> [EXERCISE]: Nothing other than the lines from the one containing "fn owned_metadata(gs: &GameServer)" through the close of the entries below should be printed, each exactly.

***

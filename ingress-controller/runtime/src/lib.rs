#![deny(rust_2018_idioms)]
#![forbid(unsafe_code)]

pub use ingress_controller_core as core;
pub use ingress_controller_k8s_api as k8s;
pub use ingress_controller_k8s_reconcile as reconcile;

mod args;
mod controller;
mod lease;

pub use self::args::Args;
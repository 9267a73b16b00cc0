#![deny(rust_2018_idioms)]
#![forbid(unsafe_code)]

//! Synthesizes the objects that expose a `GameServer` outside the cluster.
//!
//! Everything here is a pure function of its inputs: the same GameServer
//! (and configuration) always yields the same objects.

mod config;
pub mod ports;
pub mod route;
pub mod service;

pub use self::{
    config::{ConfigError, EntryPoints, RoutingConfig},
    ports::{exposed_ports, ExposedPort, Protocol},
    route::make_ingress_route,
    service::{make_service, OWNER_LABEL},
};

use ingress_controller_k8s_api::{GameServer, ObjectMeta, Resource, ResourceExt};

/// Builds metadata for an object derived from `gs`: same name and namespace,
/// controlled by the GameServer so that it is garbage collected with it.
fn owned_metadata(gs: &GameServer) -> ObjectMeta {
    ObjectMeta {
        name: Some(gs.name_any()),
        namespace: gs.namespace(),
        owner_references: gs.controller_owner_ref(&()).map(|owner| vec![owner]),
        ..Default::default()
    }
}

***

> [OUTPUT]:
fn owned_metadata(gs: &GameServer) -> ObjectMeta {
    ObjectMeta {
        name: Some(gs.name_any()),
        namespace: gs.namespace(),
        owner_references: gs.controller_owner_ref(&()).map(|owner| vec![owner]),
        ..Default::default()
    }
}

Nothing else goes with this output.